The data below is to be output in full, unchanged.

>>

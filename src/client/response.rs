use std::fmt;
use std::net::SocketAddr;
use std::time::Duration;

use bytes::Bytes;
use futures_util::StreamExt;
use http::header::{HeaderMap, CONTENT_LENGTH};
use http::{StatusCode, Version};
use url::Url;

use super::decoder::{Accepts, Decoder, EngineStream, Trailers};
use crate::tls::TlsInfo;

/// A Response to a submitted `Request`.
pub struct Response {
    status: StatusCode,
    version: Version,
    headers: HeaderMap,
    url: Url,
    body: Decoder,
    trailers: Trailers,
    remote_addr: Option<SocketAddr>,
    tls_info: Option<TlsInfo>,
    attempts: u32,
    elapsed: Duration,
}

impl Response {
    #[allow(clippy::too_many_arguments)]
    pub(crate) fn new(
        status: StatusCode,
        version: Version,
        mut headers: HeaderMap,
        stream: EngineStream,
        accepts: Accepts,
        url: Url,
        remote_addr: Option<SocketAddr>,
        tls_info: Option<TlsInfo>,
        attempts: u32,
        elapsed: Duration,
    ) -> Response {
        let trailers = stream.trailers();
        let body = Decoder::wrap(&mut headers, stream, accepts);
        Response {
            status,
            version,
            headers,
            url,
            body,
            trailers,
            remote_addr,
            tls_info,
            attempts,
            elapsed,
        }
    }

    /// Get the `StatusCode` of this `Response`.
    pub fn status(&self) -> StatusCode {
        self.status
    }

    /// Get the HTTP `Version` of this `Response`.
    pub fn version(&self) -> Version {
        self.version
    }

    /// Get the `Headers` of this `Response`.
    pub fn headers(&self) -> &HeaderMap {
        &self.headers
    }

    /// Get a mutable reference to the `Headers` of this `Response`.
    pub fn headers_mut(&mut self) -> &mut HeaderMap {
        &mut self.headers
    }

    /// Get the trailer headers, available after the body has been read to
    /// the end.
    pub fn trailers(&self) -> Option<HeaderMap> {
        self.trailers.lock().expect("trailers poisoned").clone()
    }

    /// Get the final `Url` of this `Response`.
    pub fn url(&self) -> &Url {
        &self.url
    }

    /// Get the remote address used to get this `Response`.
    pub fn remote_addr(&self) -> Option<SocketAddr> {
        self.remote_addr
    }

    /// Get the TLS details of the connection this response arrived on, when
    /// captured.
    pub fn tls_info(&self) -> Option<&TlsInfo> {
        self.tls_info.as_ref()
    }

    /// How many server-visible attempts this exchange took, counting
    /// protocol fallbacks and retries.
    pub fn attempts(&self) -> u32 {
        self.attempts
    }

    /// Total time from dispatch to response headers.
    pub fn elapsed(&self) -> Duration {
        self.elapsed
    }

    /// Get the content length of the response, if it is known.
    ///
    /// Reasons it may not be known:
    ///
    /// - The response does not include the body (e.g. it responds to a `HEAD`
    ///   request).
    /// - The response is compressed and automatically decoded (thus changing
    ///   the actual decoded length).
    pub fn content_length(&self) -> Option<u64> {
        self.headers
            .get(CONTENT_LENGTH)
            .and_then(|value| value.to_str().ok())
            .and_then(|value| value.parse().ok())
    }

    /// Retrieve the cookies contained in the response.
    ///
    /// Note that invalid 'Set-Cookie' headers will be ignored.
    #[cfg(feature = "cookies")]
    pub fn cookies(&self) -> impl Iterator<Item = cookie_crate::Cookie<'_>> {
        crate::cookie::extract_response_cookies(&self.headers).filter_map(Result::ok)
    }

    /// Stream a chunk of the response body.
    ///
    /// When the response body has been exhausted, this will return `None`.
    pub async fn chunk(&mut self) -> crate::Result<Option<Bytes>> {
        self.body.next().await.transpose()
    }

    /// Get the full response body as `Bytes`.
    pub async fn bytes(mut self) -> crate::Result<Bytes> {
        let mut out = Vec::with_capacity(
            self.content_length().map(|len| len as usize).unwrap_or(0),
        );
        while let Some(chunk) = self.body.next().await {
            out.extend_from_slice(&chunk?);
        }
        Ok(out.into())
    }

    /// Get the response text.
    pub async fn text(self) -> crate::Result<String> {
        let bytes = self.bytes().await?;
        String::from_utf8(bytes.to_vec()).map_err(crate::error::Error::decode)
    }

    /// Try to deserialize the response body as JSON.
    #[cfg(feature = "json")]
    pub async fn json<T: serde::de::DeserializeOwned>(self) -> crate::Result<T> {
        let bytes = self.bytes().await?;
        serde_json::from_slice(&bytes).map_err(crate::error::Error::decode)
    }

    /// Turn a response into an error if the server returned an error status.
    pub fn error_for_status(self) -> crate::Result<Self> {
        if self.status.is_client_error() || self.status.is_server_error() {
            Err(crate::error::Error::status_code(self.url, self.status))
        } else {
            Ok(self)
        }
    }

    /// Turn a reference to a response into an error if the server returned
    /// an error status.
    pub fn error_for_status_ref(&self) -> crate::Result<&Self> {
        if self.status.is_client_error() || self.status.is_server_error() {
            Err(crate::error::Error::status_code(
                self.url.clone(),
                self.status,
            ))
        } else {
            Ok(self)
        }
    }

}

impl fmt::Debug for Response {
    fn fmt(&self, f: &mut fmt::Formatter) -> fmt::Result {
        f.debug_struct("Response")
            .field("url", &self.url.as_str())
            .field("status", &self.status)
            .field("headers", &self.headers)
            .field("attempts", &self.attempts)
            .finish()
    }
}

<<

ANSWER TO THE PROBLEM
filename src/client/response.rs
use std::fmt;
use std::net::SocketAddr;
use std::time::Duration;

use bytes::Bytes;
use futures_util::StreamExt;
use http::header::{HeaderMap, CONTENT_LENGTH};
use http::{StatusCode, Version};
use url::Url;

use super::decoder::{Accepts, Decoder, EngineStream, Trailers};
use crate::tls::TlsInfo;

/// A Response to a submitted `Request`.
pub struct Response {
    status: StatusCode,
    version: Version,
    headers: HeaderMap,
    url: Url,
    body: Decoder,
    trailers: Trailers,
    remote_addr: Option<SocketAddr>,
    tls_info: Option<TlsInfo>,
    attempts: u32,
    elapsed: Duration,
}

impl Response {
    #[allow(clippy::too_many_arguments)]
    pub(crate) fn new(
        status: StatusCode,
        version: Version,
        mut headers: HeaderMap,
        stream: EngineStream,
        accepts: Accepts,
        url: Url,
        remote_addr: Option<SocketAddr>,
        tls_info: Option<TlsInfo>,
        attempts: u32,
        elapsed: Duration,
    ) -> Response {
        let trailers = stream.trailers();
        let body = Decoder::wrap(&mut headers, stream, accepts);
        Response {
            status,
            version,
            headers,
            url,
            body,
            trailers,
            remote_addr,
            tls_info,
            attempts,
            elapsed,
        }
    }

    /// Get the `StatusCode` of this `Response`.
    pub fn status(&self) -> StatusCode {
        self.status
    }

    /// Get the HTTP `Version` of this `Response`.
    pub fn version(&self) -> Version {
        self.version
    }

    /// Get the `Headers` of this `Response`.
    pub fn headers(&self) -> &HeaderMap {
        &self.headers
    }

    /// Get a mutable reference to the `Headers` of this `Response`.
    pub fn headers_mut(&mut self) -> &mut HeaderMap {
        &mut self.headers
    }

    /// Get the trailer headers, available after the body has been read to
    /// the end.
    pub fn trailers(&self) -> Option<HeaderMap> {
        self.trailers.lock().expect("trailers poisoned").clone()
    }

    /// Get the final `Url` of this `Response`.
    pub fn url(&self) -> &Url {
        &self.url
    }

    /// Get the remote address used to get this `Response`.
    pub fn remote_addr(&self) -> Option<SocketAddr> {
        self.remote_addr
    }

    /// Get the TLS details of the connection this response arrived on, when
    /// captured.
    pub fn tls_info(&self) -> Option<&TlsInfo> {
        self.tls_info.as_ref()
    }

    /// How many server-visible attempts this exchange took, counting
    /// protocol fallbacks and retries.
    pub fn attempts(&self) -> u32 {
        self.attempts
    }

    /// Total time from dispatch to response headers.
    pub fn elapsed(&self) -> Duration {
        self.elapsed
    }

    /// Get the content length of the response, if it is known.
    ///
    /// Reasons it may not be known:
    ///
    /// - The response does not include the body (e.g. it responds to a `HEAD`
    ///   request).
    /// - The response is compressed and automatically decoded (thus changing
    ///   the actual decoded length).
    pub fn content_length(&self) -> Option<u64> {
        self.headers
            .get(CONTENT_LENGTH)
            .and_then(|value| value.to_str().ok())
            .and_then(|value| value.parse().ok())
    }

    /// Retrieve the cookies contained in the response.
    ///
    /// Note that invalid 'Set-Cookie' headers will be ignored.
    #[cfg(feature = "cookies")]
    pub fn cookies(&self) -> impl Iterator<Item = cookie_crate::Cookie<'_>> {
        crate::cookie::extract_response_cookies(&self.headers).filter_map(Result::ok)
    }

    /// Stream a chunk of the response body.
    ///
    /// When the response body has been exhausted, this will return `None`.
    pub async fn chunk(&mut self) -> crate::Result<Option<Bytes>> {
        self.body.next().await.transpose()
    }

    /// Get the full response body as `Bytes`.
    pub async fn bytes(mut self) -> crate::Result<Bytes> {
        let mut out = Vec::with_capacity(
            self.content_length().map(|len| len as usize).unwrap_or(0),
        );
        while let Some(chunk) = self.body.next().await {
            out.extend_from_slice(&chunk?);
        }
        Ok(out.into())
    }

    /// Get the response text.
    pub async fn text(self) -> crate::Result<String> {
        let bytes = self.bytes().await?;
        String::from_utf8(bytes.to_vec()).map_err(crate::error::Error::decode)
    }

    /// Try to deserialize the response body as JSON.
    #[cfg(feature = "json")]
    pub async fn json<T: serde::de::DeserializeOwned>(self) -> crate::Result<T> {
        let bytes = self.bytes().await?;
        serde_json::from_slice(&bytes).map_err(crate::error::Error::decode)
    }

    /// Turn a response into an error if the server returned an error status.
    pub fn error_for_status(self) -> crate::Result<Self> {
        if self.status.is_client_error() || self.status.is_server_error() {
            Err(crate::error::Error::status_code(self.url, self.status))
        } else {
            Ok(self)
        }
    }

    /// Turn a reference to a response into an error if the server returned
    /// an error status.
    pub fn error_for_status_ref(&self) -> crate::Result<&Self> {
        if self.status.is_client_error() || self.status.is_server_error() {
            Err(crate::error::Error::status_code(
                self.url.clone(),
                self.status,
            ))
        } else {
            Ok(self)
        }
    }

}

impl fmt::Debug for Response {
    fn fmt(&self, f: &mut fmt::Formatter) -> fmt::Result {
        f.debug_struct("Response")
            .field("url", &self.url.as_str())
            .field("status", &self.status)
            .field("headers", &self.headers)
            .field("attempts", &self.attempts)
            .finish()
    }
}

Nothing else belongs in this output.